## Exercise objective
From the entries below, return every line that includes the word "push".

## Data to use

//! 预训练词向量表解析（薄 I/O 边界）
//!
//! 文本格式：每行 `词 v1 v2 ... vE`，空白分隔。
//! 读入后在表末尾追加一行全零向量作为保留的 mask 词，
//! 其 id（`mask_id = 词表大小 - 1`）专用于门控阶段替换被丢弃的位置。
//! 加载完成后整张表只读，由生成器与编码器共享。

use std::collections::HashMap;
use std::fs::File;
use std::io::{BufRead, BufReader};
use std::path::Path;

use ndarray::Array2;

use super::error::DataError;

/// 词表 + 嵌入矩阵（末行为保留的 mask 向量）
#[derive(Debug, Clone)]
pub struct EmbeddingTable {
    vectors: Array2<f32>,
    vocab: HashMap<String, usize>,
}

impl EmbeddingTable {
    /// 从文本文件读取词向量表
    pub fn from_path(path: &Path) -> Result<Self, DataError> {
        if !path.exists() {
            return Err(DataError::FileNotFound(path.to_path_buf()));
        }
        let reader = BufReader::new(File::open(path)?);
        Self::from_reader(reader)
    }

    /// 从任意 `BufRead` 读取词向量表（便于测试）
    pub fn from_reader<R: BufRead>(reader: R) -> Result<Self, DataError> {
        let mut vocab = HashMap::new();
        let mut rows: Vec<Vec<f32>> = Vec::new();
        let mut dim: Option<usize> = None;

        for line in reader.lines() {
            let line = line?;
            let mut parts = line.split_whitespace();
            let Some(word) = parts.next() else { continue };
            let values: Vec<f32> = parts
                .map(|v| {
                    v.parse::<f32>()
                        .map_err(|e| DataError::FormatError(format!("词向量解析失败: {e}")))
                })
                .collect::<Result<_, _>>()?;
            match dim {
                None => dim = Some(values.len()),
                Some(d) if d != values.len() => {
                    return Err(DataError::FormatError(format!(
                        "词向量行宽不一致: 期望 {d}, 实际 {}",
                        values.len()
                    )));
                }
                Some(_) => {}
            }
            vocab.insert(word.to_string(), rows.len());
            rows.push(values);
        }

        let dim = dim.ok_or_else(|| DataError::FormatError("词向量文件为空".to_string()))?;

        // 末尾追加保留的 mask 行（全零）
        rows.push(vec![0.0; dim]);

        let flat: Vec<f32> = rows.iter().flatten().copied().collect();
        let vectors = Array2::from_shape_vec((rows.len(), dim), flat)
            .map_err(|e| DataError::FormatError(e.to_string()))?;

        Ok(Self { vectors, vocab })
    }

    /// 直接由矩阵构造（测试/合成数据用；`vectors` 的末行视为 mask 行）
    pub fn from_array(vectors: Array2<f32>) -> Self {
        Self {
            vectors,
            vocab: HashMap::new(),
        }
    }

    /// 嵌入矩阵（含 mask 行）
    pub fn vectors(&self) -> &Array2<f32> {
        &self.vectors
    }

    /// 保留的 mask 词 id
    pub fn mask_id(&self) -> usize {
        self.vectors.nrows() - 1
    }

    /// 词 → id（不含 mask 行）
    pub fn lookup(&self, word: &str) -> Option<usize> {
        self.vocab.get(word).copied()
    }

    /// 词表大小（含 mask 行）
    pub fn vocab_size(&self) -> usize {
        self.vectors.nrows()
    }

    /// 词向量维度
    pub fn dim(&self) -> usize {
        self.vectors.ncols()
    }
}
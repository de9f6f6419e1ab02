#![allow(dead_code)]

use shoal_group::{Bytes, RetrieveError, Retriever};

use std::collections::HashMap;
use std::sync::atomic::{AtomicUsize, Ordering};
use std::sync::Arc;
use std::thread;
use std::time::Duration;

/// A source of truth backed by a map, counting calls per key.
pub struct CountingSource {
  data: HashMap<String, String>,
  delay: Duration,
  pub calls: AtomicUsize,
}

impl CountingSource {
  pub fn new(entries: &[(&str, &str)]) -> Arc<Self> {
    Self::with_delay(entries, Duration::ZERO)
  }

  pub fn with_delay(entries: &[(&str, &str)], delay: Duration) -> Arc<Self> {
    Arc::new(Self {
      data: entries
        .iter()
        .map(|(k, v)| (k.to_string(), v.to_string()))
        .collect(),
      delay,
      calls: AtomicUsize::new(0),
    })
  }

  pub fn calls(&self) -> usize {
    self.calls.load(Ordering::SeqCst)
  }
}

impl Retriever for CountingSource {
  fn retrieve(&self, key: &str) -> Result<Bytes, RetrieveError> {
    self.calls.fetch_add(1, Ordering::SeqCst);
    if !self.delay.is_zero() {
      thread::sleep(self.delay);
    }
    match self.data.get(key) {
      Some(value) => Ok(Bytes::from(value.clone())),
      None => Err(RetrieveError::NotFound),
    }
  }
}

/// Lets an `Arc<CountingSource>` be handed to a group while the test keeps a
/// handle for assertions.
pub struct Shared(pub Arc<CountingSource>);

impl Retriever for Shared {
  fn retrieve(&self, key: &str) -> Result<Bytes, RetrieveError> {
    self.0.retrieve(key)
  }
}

## Written answer
            rows.push(values);
        rows.push(vec![0.0; dim]);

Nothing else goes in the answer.